Search the records below for the word "StorageConfig" and show every line where it occurs.

──────── INFORMATION PROVIDED

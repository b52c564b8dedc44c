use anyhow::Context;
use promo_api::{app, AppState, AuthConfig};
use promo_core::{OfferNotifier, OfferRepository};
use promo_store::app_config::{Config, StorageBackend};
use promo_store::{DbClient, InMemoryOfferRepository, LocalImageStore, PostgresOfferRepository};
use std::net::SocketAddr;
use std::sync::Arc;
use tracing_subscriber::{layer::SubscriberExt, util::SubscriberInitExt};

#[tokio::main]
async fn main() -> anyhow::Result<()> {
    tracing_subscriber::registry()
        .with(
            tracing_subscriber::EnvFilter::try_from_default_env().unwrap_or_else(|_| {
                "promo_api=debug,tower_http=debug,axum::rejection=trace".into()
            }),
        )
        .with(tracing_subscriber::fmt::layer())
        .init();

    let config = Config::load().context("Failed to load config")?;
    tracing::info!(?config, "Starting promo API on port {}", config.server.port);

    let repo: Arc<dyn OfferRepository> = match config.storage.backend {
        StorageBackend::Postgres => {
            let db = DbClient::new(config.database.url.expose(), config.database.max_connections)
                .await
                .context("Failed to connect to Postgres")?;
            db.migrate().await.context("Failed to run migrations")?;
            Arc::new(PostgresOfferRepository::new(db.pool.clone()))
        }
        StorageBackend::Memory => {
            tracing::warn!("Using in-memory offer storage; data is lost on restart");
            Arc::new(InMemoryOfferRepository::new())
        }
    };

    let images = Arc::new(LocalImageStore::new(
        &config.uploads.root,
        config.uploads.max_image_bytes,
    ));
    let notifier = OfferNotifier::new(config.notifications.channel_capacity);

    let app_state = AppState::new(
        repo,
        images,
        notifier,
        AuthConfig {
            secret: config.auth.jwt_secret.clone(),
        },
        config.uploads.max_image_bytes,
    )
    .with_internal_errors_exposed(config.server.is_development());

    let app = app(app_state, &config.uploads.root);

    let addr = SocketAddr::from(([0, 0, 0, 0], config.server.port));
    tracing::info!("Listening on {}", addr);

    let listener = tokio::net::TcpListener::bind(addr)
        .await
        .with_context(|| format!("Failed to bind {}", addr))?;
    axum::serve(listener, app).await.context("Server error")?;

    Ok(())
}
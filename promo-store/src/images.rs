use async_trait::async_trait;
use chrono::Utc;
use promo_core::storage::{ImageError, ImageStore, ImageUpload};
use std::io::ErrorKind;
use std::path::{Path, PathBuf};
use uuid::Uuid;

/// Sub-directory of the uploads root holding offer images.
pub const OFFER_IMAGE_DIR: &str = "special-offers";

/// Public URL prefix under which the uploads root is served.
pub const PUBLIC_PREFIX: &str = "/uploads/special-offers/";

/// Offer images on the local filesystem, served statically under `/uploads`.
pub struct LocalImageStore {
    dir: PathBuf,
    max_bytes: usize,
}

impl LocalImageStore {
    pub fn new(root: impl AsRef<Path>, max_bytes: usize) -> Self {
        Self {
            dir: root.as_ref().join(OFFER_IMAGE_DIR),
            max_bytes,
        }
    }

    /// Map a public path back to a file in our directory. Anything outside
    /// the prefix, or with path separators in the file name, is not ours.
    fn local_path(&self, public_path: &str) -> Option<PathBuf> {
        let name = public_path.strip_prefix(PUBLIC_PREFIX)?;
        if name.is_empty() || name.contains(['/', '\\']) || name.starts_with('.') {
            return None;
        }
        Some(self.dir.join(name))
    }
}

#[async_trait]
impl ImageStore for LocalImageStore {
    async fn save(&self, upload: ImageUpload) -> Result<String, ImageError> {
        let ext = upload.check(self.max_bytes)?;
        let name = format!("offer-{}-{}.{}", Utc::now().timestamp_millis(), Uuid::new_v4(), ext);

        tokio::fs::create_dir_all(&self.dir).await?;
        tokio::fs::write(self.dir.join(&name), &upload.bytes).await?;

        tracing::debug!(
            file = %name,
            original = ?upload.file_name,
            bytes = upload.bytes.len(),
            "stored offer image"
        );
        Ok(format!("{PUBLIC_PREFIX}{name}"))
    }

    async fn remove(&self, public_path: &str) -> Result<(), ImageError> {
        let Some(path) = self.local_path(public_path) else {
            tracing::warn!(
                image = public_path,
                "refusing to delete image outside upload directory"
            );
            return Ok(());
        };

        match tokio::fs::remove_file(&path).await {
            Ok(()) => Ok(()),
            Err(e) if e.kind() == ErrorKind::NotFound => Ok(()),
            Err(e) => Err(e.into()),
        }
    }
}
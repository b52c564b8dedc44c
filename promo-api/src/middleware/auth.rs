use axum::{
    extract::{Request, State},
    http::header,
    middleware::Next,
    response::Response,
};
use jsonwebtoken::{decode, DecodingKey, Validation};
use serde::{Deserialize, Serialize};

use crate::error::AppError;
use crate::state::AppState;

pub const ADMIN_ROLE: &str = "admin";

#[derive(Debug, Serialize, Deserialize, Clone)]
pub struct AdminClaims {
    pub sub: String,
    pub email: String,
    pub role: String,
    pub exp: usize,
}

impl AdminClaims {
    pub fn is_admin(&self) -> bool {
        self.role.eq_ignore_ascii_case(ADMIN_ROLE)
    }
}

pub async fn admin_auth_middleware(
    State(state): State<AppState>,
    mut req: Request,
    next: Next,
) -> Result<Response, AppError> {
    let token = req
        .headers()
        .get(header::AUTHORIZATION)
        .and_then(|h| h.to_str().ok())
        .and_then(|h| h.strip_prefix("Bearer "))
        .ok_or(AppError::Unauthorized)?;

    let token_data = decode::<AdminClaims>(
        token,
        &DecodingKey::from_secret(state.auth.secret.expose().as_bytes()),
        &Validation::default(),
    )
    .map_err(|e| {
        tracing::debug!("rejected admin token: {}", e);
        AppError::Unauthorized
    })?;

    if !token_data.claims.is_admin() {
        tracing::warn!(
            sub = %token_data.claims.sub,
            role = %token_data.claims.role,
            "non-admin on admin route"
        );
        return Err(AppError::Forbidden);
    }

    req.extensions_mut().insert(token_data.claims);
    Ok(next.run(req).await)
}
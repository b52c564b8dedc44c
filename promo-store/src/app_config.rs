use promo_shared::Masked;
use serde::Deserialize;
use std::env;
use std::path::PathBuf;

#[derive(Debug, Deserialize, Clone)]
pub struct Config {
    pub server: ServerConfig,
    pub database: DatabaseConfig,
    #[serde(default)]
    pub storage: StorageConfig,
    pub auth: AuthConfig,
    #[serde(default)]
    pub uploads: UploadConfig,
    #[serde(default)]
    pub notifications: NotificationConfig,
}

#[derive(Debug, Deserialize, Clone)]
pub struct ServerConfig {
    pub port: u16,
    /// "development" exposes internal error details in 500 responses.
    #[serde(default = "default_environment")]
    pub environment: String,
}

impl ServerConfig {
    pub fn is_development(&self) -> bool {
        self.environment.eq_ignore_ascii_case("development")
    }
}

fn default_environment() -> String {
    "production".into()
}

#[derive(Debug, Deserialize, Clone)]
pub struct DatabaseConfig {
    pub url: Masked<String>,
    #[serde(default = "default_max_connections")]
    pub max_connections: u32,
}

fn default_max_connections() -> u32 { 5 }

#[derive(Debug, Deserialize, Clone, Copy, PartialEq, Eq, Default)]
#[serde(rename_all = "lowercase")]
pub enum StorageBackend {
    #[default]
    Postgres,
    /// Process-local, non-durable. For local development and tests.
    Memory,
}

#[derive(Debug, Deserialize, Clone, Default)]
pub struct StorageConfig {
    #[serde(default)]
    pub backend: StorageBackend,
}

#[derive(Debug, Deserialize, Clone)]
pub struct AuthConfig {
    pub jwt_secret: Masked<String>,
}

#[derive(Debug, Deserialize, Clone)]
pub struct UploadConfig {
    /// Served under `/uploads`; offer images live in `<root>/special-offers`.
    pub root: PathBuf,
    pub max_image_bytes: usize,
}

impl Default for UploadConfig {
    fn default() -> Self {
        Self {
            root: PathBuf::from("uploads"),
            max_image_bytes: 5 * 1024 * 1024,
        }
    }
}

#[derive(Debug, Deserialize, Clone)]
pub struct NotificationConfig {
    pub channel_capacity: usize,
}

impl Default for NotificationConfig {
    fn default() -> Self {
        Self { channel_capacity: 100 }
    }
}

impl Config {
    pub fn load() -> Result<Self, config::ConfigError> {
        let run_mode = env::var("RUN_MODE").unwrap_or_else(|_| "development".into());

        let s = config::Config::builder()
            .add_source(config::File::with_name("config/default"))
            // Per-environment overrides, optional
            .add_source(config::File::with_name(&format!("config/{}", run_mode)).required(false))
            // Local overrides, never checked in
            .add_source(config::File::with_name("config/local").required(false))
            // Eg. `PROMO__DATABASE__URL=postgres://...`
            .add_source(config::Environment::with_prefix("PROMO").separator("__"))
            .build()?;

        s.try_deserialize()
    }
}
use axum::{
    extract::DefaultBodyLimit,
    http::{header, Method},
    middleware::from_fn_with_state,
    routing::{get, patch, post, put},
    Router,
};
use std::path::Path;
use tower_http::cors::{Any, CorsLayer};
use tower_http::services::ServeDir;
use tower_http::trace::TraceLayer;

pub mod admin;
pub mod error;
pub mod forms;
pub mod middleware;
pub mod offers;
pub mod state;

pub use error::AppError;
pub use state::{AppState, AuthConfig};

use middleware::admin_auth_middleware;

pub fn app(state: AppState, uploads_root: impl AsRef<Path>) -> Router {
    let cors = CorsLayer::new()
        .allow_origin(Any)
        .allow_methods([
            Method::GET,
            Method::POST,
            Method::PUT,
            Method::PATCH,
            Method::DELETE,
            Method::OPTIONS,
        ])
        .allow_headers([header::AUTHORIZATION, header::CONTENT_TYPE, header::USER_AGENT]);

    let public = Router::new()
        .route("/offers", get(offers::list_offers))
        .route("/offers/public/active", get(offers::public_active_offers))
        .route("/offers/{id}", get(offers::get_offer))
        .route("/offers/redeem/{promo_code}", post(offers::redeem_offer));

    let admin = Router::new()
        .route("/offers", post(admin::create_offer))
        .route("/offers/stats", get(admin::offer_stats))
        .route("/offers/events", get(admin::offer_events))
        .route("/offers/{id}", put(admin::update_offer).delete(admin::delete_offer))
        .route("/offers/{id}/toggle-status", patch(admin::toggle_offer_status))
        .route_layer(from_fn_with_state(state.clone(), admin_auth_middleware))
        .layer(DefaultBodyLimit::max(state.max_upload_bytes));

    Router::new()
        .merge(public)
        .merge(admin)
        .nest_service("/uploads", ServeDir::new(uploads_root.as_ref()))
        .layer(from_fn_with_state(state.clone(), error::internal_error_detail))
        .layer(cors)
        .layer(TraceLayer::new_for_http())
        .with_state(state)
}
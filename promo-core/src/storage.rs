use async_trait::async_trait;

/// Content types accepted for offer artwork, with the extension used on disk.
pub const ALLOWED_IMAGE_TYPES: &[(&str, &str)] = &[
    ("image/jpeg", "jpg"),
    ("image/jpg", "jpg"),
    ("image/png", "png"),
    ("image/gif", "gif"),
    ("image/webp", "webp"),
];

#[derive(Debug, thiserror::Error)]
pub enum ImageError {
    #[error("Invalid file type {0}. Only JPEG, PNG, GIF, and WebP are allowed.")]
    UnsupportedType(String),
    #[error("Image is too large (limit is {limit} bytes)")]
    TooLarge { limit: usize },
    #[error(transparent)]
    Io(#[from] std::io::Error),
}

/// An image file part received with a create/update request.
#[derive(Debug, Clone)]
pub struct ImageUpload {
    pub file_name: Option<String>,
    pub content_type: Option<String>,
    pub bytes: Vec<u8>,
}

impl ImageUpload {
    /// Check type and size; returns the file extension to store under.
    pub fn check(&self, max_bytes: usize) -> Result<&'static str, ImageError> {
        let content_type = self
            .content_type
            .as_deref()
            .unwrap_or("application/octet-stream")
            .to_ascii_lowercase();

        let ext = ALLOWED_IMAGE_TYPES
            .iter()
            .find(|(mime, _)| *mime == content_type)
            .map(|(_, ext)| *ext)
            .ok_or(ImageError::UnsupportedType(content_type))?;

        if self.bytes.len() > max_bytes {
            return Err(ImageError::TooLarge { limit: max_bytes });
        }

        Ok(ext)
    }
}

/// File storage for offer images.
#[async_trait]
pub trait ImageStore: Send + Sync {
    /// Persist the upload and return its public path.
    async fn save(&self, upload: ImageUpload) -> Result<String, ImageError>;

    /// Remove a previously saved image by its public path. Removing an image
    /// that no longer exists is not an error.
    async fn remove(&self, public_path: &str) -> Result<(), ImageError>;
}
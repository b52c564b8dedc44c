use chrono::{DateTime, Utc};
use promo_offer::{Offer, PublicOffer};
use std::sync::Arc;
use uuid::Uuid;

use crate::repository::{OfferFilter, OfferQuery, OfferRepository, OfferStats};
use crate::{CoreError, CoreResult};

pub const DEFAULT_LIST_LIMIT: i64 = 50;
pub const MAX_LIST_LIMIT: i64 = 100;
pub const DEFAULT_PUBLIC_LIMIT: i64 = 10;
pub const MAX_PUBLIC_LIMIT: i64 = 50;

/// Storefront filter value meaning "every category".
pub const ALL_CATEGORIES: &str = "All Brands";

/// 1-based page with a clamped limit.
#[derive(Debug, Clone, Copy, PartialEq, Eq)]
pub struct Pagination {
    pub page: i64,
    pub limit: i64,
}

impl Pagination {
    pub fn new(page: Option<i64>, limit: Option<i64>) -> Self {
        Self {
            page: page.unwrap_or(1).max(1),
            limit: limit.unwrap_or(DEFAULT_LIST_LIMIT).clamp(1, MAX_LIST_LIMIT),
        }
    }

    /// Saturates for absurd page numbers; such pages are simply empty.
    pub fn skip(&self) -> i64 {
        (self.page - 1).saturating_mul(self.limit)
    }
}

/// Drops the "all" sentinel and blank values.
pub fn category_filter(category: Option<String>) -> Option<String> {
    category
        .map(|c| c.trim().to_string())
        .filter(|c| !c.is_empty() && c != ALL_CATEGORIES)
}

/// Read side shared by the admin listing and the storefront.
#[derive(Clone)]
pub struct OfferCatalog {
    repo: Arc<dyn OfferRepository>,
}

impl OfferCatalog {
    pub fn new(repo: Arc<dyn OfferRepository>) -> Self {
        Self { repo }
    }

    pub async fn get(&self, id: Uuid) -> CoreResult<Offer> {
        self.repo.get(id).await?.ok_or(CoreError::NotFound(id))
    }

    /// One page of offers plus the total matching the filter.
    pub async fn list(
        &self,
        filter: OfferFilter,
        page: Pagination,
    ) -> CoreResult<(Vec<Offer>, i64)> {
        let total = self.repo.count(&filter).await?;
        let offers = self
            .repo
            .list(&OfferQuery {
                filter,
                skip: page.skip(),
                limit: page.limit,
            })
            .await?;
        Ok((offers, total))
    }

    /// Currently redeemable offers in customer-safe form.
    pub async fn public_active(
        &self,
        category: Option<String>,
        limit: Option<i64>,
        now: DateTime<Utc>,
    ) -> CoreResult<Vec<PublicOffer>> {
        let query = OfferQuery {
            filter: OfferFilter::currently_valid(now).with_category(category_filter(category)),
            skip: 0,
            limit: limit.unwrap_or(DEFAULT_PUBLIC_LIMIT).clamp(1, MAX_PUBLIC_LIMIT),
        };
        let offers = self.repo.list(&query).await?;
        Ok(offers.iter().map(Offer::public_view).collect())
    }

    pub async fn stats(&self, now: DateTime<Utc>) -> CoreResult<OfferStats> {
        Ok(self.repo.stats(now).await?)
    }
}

────────────────

▶ **EXERCISE SOLUTION**
    pub storage: StorageConfig,
pub struct StorageConfig {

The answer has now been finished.